(Stored data entries)
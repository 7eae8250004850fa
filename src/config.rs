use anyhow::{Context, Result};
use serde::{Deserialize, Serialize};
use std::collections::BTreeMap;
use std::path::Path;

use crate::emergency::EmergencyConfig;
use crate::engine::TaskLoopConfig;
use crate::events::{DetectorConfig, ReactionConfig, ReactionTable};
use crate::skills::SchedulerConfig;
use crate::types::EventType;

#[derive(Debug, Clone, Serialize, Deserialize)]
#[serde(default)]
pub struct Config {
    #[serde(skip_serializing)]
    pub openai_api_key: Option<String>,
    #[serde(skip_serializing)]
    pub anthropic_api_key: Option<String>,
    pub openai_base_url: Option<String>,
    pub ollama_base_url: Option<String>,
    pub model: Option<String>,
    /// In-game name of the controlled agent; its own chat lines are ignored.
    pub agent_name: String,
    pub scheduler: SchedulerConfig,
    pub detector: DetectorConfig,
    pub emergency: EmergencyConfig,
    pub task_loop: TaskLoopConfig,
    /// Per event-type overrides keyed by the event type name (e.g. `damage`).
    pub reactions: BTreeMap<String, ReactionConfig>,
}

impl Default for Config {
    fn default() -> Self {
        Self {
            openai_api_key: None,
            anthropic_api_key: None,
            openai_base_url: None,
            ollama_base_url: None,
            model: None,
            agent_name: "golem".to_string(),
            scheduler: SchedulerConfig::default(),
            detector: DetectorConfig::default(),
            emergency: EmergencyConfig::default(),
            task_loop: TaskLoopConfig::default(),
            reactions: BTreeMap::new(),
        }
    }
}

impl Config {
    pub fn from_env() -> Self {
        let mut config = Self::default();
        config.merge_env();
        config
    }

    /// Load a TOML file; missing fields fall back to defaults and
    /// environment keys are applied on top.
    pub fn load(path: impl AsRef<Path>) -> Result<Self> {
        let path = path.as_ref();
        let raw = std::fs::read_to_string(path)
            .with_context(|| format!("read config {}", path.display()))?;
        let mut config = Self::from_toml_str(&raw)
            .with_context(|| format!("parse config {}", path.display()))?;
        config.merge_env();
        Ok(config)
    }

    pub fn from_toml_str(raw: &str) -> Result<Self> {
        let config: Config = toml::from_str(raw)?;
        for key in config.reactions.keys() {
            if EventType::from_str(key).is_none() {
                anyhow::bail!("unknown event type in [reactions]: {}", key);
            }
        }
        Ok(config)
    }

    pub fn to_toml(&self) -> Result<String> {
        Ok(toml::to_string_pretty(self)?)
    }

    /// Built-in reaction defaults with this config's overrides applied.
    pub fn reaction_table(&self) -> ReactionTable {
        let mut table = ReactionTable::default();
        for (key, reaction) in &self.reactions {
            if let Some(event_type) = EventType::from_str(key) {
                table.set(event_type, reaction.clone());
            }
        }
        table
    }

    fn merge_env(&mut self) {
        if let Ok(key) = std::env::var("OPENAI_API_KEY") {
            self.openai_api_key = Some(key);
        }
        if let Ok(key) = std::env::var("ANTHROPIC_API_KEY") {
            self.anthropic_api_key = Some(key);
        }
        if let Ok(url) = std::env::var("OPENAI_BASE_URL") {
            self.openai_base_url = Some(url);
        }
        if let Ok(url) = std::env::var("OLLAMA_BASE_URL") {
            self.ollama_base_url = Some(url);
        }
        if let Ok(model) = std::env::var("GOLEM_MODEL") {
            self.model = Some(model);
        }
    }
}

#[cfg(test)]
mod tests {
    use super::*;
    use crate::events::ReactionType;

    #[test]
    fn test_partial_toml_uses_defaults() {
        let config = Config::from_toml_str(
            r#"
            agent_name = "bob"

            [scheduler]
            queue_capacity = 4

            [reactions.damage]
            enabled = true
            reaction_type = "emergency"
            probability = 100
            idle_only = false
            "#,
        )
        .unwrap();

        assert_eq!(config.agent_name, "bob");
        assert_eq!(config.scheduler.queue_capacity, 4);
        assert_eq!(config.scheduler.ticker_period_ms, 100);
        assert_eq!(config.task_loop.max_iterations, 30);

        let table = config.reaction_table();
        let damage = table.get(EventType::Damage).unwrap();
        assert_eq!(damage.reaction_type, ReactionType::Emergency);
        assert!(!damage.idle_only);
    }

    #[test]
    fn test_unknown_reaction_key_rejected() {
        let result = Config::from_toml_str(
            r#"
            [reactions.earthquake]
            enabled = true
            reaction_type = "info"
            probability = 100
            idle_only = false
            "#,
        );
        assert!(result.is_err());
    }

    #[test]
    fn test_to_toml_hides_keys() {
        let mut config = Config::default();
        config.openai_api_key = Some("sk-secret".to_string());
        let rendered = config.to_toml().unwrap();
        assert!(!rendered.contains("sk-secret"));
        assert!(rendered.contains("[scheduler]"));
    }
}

> _PROBLEM DETAILS_
If the string "format" appears in a line of the entries, report the line.

> _TASK RESPONSE_
            .with_context(|| format!("read config {}", path.display()))?;
            .with_context(|| format!("parse config {}", path.display()))?;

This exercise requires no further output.